■ WORK ITEM: Go through the entries below and copy every line that holds the word "paginator".

■ RAW DATA:
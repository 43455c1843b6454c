//! Single-connection SQLite manager.
//!
//! The desktop app is the only writer, so one connection behind a mutex is
//! enough. Callers on the async runtime reach it through `spawn_blocking`.

use std::path::{Path, PathBuf};

use parking_lot::Mutex;
use rusqlite::{params, Connection};
use talkreport_domain::{Result, TalkReportError};
use tracing::info;

use crate::errors::InfraError;

const SCHEMA_VERSION: i32 = 1;
const SCHEMA_SQL: &str = include_str!("schema.sql");
const BUSY_TIMEOUT_MS: u64 = 5_000;

/// Database manager that owns the application's SQLite connection.
pub struct DbManager {
    conn: Mutex<Connection>,
    path: PathBuf,
}

impl DbManager {
    /// Open (or create) the database at `db_path` and apply the schema.
    ///
    /// # Errors
    /// Returns `TalkReportError::Database` if the file cannot be opened or
    /// the schema cannot be applied.
    pub fn open<P: AsRef<Path>>(db_path: P) -> Result<Self> {
        let path = db_path.as_ref().to_path_buf();
        if let Some(parent) = path.parent().filter(|p| !p.as_os_str().is_empty()) {
            std::fs::create_dir_all(parent).map_err(|e| {
                TalkReportError::Database(format!(
                    "cannot create database directory {}: {e}",
                    parent.display()
                ))
            })?;
        }

        let conn = Connection::open(&path).map_err(map_sql_error)?;
        conn.busy_timeout(std::time::Duration::from_millis(BUSY_TIMEOUT_MS))
            .map_err(map_sql_error)?;

        let manager = Self { conn: Mutex::new(conn), path };
        manager.run_migrations()?;

        info!(db_path = %manager.path.display(), "sqlite database opened");
        Ok(manager)
    }

    /// In-memory database, used by tests and dry runs.
    ///
    /// # Errors
    /// Returns `TalkReportError::Database` if the schema cannot be applied.
    pub fn open_in_memory() -> Result<Self> {
        let conn = Connection::open_in_memory().map_err(map_sql_error)?;
        let manager = Self { conn: Mutex::new(conn), path: PathBuf::from(":memory:") };
        manager.run_migrations()?;
        Ok(manager)
    }

    /// Run `f` with exclusive access to the connection.
    ///
    /// # Errors
    /// Propagates the closure's `rusqlite` error as a domain error.
    pub fn with_connection<T>(
        &self,
        f: impl FnOnce(&mut Connection) -> rusqlite::Result<T>,
    ) -> Result<T> {
        let mut conn = self.conn.lock();
        f(&mut conn).map_err(map_sql_error)
    }

    /// Ensure the full schema exists on the current database.
    ///
    /// # Errors
    /// Returns `TalkReportError::Database` on SQL failure.
    pub fn run_migrations(&self) -> Result<()> {
        self.with_connection(|conn| create_schema(conn))
    }

    /// Return the configured database path.
    pub fn path(&self) -> &Path {
        &self.path
    }

    /// Verify the database is accessible and responding.
    ///
    /// # Errors
    /// Returns `TalkReportError::Database` if the probe query fails.
    pub fn health_check(&self) -> Result<()> {
        self.with_connection(|conn| conn.query_row("SELECT 1", [], |row| row.get::<_, i32>(0)))?;
        Ok(())
    }
}

fn create_schema(conn: &Connection) -> rusqlite::Result<()> {
    conn.execute_batch(SCHEMA_SQL)?;
    conn.execute(
        "INSERT OR IGNORE INTO schema_version (version, applied_at) VALUES (?1, CAST(strftime('%s','now') AS INTEGER))",
        params![SCHEMA_VERSION],
    )?;
    Ok(())
}

pub(crate) fn map_sql_error(err: rusqlite::Error) -> TalkReportError {
    TalkReportError::from(InfraError::from(err))
}

#[cfg(test)]
mod tests {
    use tempfile::TempDir;

    use super::*;

    #[test]
    fn migrations_create_schema_version() {
        let temp_dir = TempDir::new().expect("temp dir created");
        let db_path = temp_dir.path().join("nested").join("talkreport.db");

        let manager = DbManager::open(&db_path).expect("manager created");
        manager.run_migrations().expect("migrations are idempotent");

        let version: i32 = manager
            .with_connection(|conn| {
                conn.query_row("SELECT MAX(version) FROM schema_version", [], |row| row.get(0))
            })
            .unwrap();
        assert_eq!(version, SCHEMA_VERSION);
        assert!(db_path.exists());
        assert_eq!(manager.path(), db_path.as_path());
    }

    #[test]
    fn health_check_succeeds_in_memory() {
        let manager = DbManager::open_in_memory().unwrap();
        manager.health_check().unwrap();
    }

    #[test]
    fn opening_a_non_database_file_fails() {
        let temp_dir = TempDir::new().unwrap();
        let db_path = temp_dir.path().join("garbage.db");
        std::fs::write(&db_path, vec![0x42; 4096]).unwrap();

        let err = DbManager::open(&db_path).err().unwrap();
        assert!(matches!(err, TalkReportError::Database(_)));
    }
}
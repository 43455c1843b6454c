//! Document export: paginating a captured report into a PDF or a PNG.

pub mod paginator;
pub mod ports;
pub mod service;

pub use paginator::{paginate, paginate_dimensions, PaginationError};
pub use ports::{DocumentRenderer, SurfaceCapture};
pub use service::{DocumentService, ExportedDocument};
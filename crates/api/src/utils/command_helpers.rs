//! Command execution helpers
//!
//! Wraps a command body with timing and outcome logging so every command
//! reports the same structured fields.

use std::future::Future;
use std::time::Instant;

use talkreport_domain::Result as DomainResult;

use crate::utils::logging::log_command_execution;

/// Run `command_fn`, then log how long it took and whether it failed.
///
/// # Example
///
/// ```rust,ignore
/// pub async fn history(ctx: &AppContext, limit: usize) -> DomainResult<Vec<SendHistoryEntry>> {
///     execute_logged("send::history", || ctx.delivery.history(limit)).await
/// }
/// ```
pub async fn execute_logged<F, Fut, T>(command_name: &str, command_fn: F) -> DomainResult<T>
where
    F: FnOnce() -> Fut,
    Fut: Future<Output = DomainResult<T>>,
{
    let start = Instant::now();
    let result = command_fn().await;
    log_command_execution(command_name, start.elapsed(), result.as_ref().err());
    result
}

#[cfg(test)]
mod tests {
    use talkreport_domain::TalkReportError;

    use super::*;

    #[tokio::test]
    async fn passes_the_result_through() {
        let ok = execute_logged("test::ok", || async { Ok(7) }).await;
        assert_eq!(ok, Ok(7));

        let err: DomainResult<()> =
            execute_logged("test::err", || async { Err(TalkReportError::Internal("boom".into())) })
                .await;
        assert_eq!(err, Err(TalkReportError::Internal("boom".into())));
    }
}
//! In-memory delivery ports.

use std::collections::VecDeque;

use async_trait::async_trait;
use parking_lot::Mutex;
use talkreport_core::delivery::{AccessTokenSource, DeliveryHistory, MessageSender, SendError};
use talkreport_core::TextMessage;
use talkreport_domain::{Result, SendHistoryEntry, TalkReportError};

/// Token source with a fixed answer.
#[derive(Default)]
pub struct StaticTokens {
    token: Mutex<Option<String>>,
    rejected: Mutex<Vec<String>>,
}

impl StaticTokens {
    pub fn with_token(token: &str) -> Self {
        Self { token: Mutex::new(Some(token.to_string())), rejected: Mutex::new(Vec::new()) }
    }

    pub fn invalidations(&self) -> usize {
        self.rejected.lock().len()
    }

    /// Tokens passed to `invalidate_access_token`, in order.
    pub fn rejected(&self) -> Vec<String> {
        self.rejected.lock().clone()
    }
}

#[async_trait]
impl AccessTokenSource for StaticTokens {
    async fn valid_access_token(&self) -> Option<String> {
        self.token.lock().clone()
    }

    async fn invalidate_access_token(&self, rejected: &str) {
        self.rejected.lock().push(rejected.to_string());
    }
}

/// Sender that replays scripted outcomes; success once the script runs out.
#[derive(Default)]
pub struct ScriptedSender {
    outcomes: Mutex<VecDeque<std::result::Result<(), SendError>>>,
    sent: Mutex<Vec<(String, TextMessage)>>,
}

impl ScriptedSender {
    pub fn push(&self, outcome: std::result::Result<(), SendError>) {
        self.outcomes.lock().push_back(outcome);
    }

    pub fn sent(&self) -> Vec<(String, TextMessage)> {
        self.sent.lock().clone()
    }
}

#[async_trait]
impl MessageSender for ScriptedSender {
    async fn send_to_self(
        &self,
        access_token: &str,
        message: &TextMessage,
    ) -> std::result::Result<(), SendError> {
        self.sent.lock().push((access_token.to_string(), message.clone()));
        self.outcomes.lock().pop_front().unwrap_or(Ok(()))
    }
}

#[derive(Default)]
pub struct MemoryHistory {
    entries: Mutex<Vec<SendHistoryEntry>>,
    fail: bool,
}

impl MemoryHistory {
    pub fn failing() -> Self {
        Self { entries: Mutex::new(Vec::new()), fail: true }
    }

    pub fn entries(&self) -> Vec<SendHistoryEntry> {
        self.entries.lock().clone()
    }
}

#[async_trait]
impl DeliveryHistory for MemoryHistory {
    async fn record(&self, entry: &SendHistoryEntry) -> Result<()> {
        if self.fail {
            return Err(TalkReportError::Database("disk full".into()));
        }
        self.entries.lock().push(entry.clone());
        Ok(())
    }

    async fn recent(&self, limit: usize) -> Result<Vec<SendHistoryEntry>> {
        Ok(self.entries.lock().iter().rev().take(limit).cloned().collect())
    }
}
//! Port interfaces for report delivery

use async_trait::async_trait;
use talkreport_common::auth::{OAuthClientTrait, TokenManager};
use talkreport_domain::{Result, SendHistoryEntry};
use thiserror::Error;

use super::digest::TextMessage;

/// Source of bearer tokens for the send endpoint.
#[async_trait]
pub trait AccessTokenSource: Send + Sync {
    /// A token safe to use now, or `None` if the user has to log in.
    async fn valid_access_token(&self) -> Option<String>;

    /// Forget that `rejected` is valid, unless it was already replaced.
    async fn invalidate_access_token(&self, rejected: &str);
}

#[async_trait]
impl<C: OAuthClientTrait + 'static> AccessTokenSource for TokenManager<C> {
    async fn valid_access_token(&self) -> Option<String> {
        self.get_valid_access_token().await
    }

    async fn invalidate_access_token(&self, rejected: &str) {
        TokenManager::invalidate_access_token(self, rejected).await;
    }
}

/// Why the provider did not accept a message.
#[derive(Debug, Clone, PartialEq, Eq, Error)]
pub enum SendError {
    /// The provider rejected the token itself (401 / invalid token).
    #[error("access token rejected: {body}")]
    Unauthorized { body: String },

    #[error("send rejected with status {status}: {body}")]
    Rejected { status: u16, body: String },

    /// No answer from the provider.
    #[error("send failed: {0}")]
    Transport(String),
}

/// Provider endpoint that posts a memo to the user's own chat.
#[async_trait]
pub trait MessageSender: Send + Sync {
    async fn send_to_self(
        &self,
        access_token: &str,
        message: &TextMessage,
    ) -> std::result::Result<(), SendError>;
}

/// Durable log of delivery attempts.
#[async_trait]
pub trait DeliveryHistory: Send + Sync {
    async fn record(&self, entry: &SendHistoryEntry) -> Result<()>;

    /// Most recent entries first.
    async fn recent(&self, limit: usize) -> Result<Vec<SendHistoryEntry>>;
}
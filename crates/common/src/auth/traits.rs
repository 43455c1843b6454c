//! Traits for OAuth and credential storage operations
//!
//! These traits enable dependency injection and testing by abstracting
//! external dependencies (OAuth servers, durable credential storage).

use async_trait::async_trait;

use super::client::OAuthClientError;
use super::types::{PersistedCredentials, TokenResponse};

/// Trait for OAuth client operations
#[async_trait]
pub trait OAuthClientTrait: Send + Sync {
    /// Consent page URL carrying `state` for CSRF validation.
    fn authorization_url(&self, state: &str) -> String;

    /// Exchange a one-time authorization code (`grant_type=authorization_code`).
    ///
    /// # Errors
    /// Returns error on transport failure, non-2xx status, or unparsable body
    async fn exchange_code(
        &self,
        code: &str,
        redirect_uri: &str,
    ) -> Result<TokenResponse, OAuthClientError>;

    /// Exchange a refresh token (`grant_type=refresh_token`).
    ///
    /// # Errors
    /// Returns error on transport failure, non-2xx status, or unparsable body
    async fn refresh(&self, refresh_token: &str) -> Result<TokenResponse, OAuthClientError>;

    /// Get the configured redirect URI
    fn redirect_uri(&self) -> &str;
}

/// Error type for credential storage backends
#[derive(Debug)]
pub enum CredentialStoreError {
    /// Backend could not be reached or refused the operation
    Backend(String),

    /// Stored data could not be decoded
    Corrupted(String),
}

impl std::fmt::Display for CredentialStoreError {
    fn fmt(&self, f: &mut std::fmt::Formatter<'_>) -> std::fmt::Result {
        match self {
            Self::Backend(msg) => write!(f, "Credential store unavailable: {msg}"),
            Self::Corrupted(msg) => write!(f, "Stored credentials are corrupted: {msg}"),
        }
    }
}

impl std::error::Error for CredentialStoreError {}

/// Durable storage for the three credential fields.
///
/// Writes and clears are all-or-nothing: after `save` every field is
/// present, after `clear` none is.
#[async_trait]
pub trait CredentialStore: Send + Sync {
    /// Load persisted credentials; `Ok(None)` when nothing (or only a
    /// partial set) is stored.
    ///
    /// # Errors
    /// Returns error if the backend cannot be read
    async fn load(&self) -> Result<Option<PersistedCredentials>, CredentialStoreError>;

    /// Replace all three fields atomically.
    ///
    /// # Errors
    /// Returns error if the backend write fails; nothing is changed then
    async fn save(&self, credentials: &PersistedCredentials) -> Result<(), CredentialStoreError>;

    /// Remove all three fields atomically (idempotent).
    ///
    /// # Errors
    /// Returns error if the backend delete fails
    async fn clear(&self) -> Result<(), CredentialStoreError>;
}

■ TASK SOLUTION:
pub mod paginator;
pub use paginator::{paginate, paginate_dimensions, PaginationError};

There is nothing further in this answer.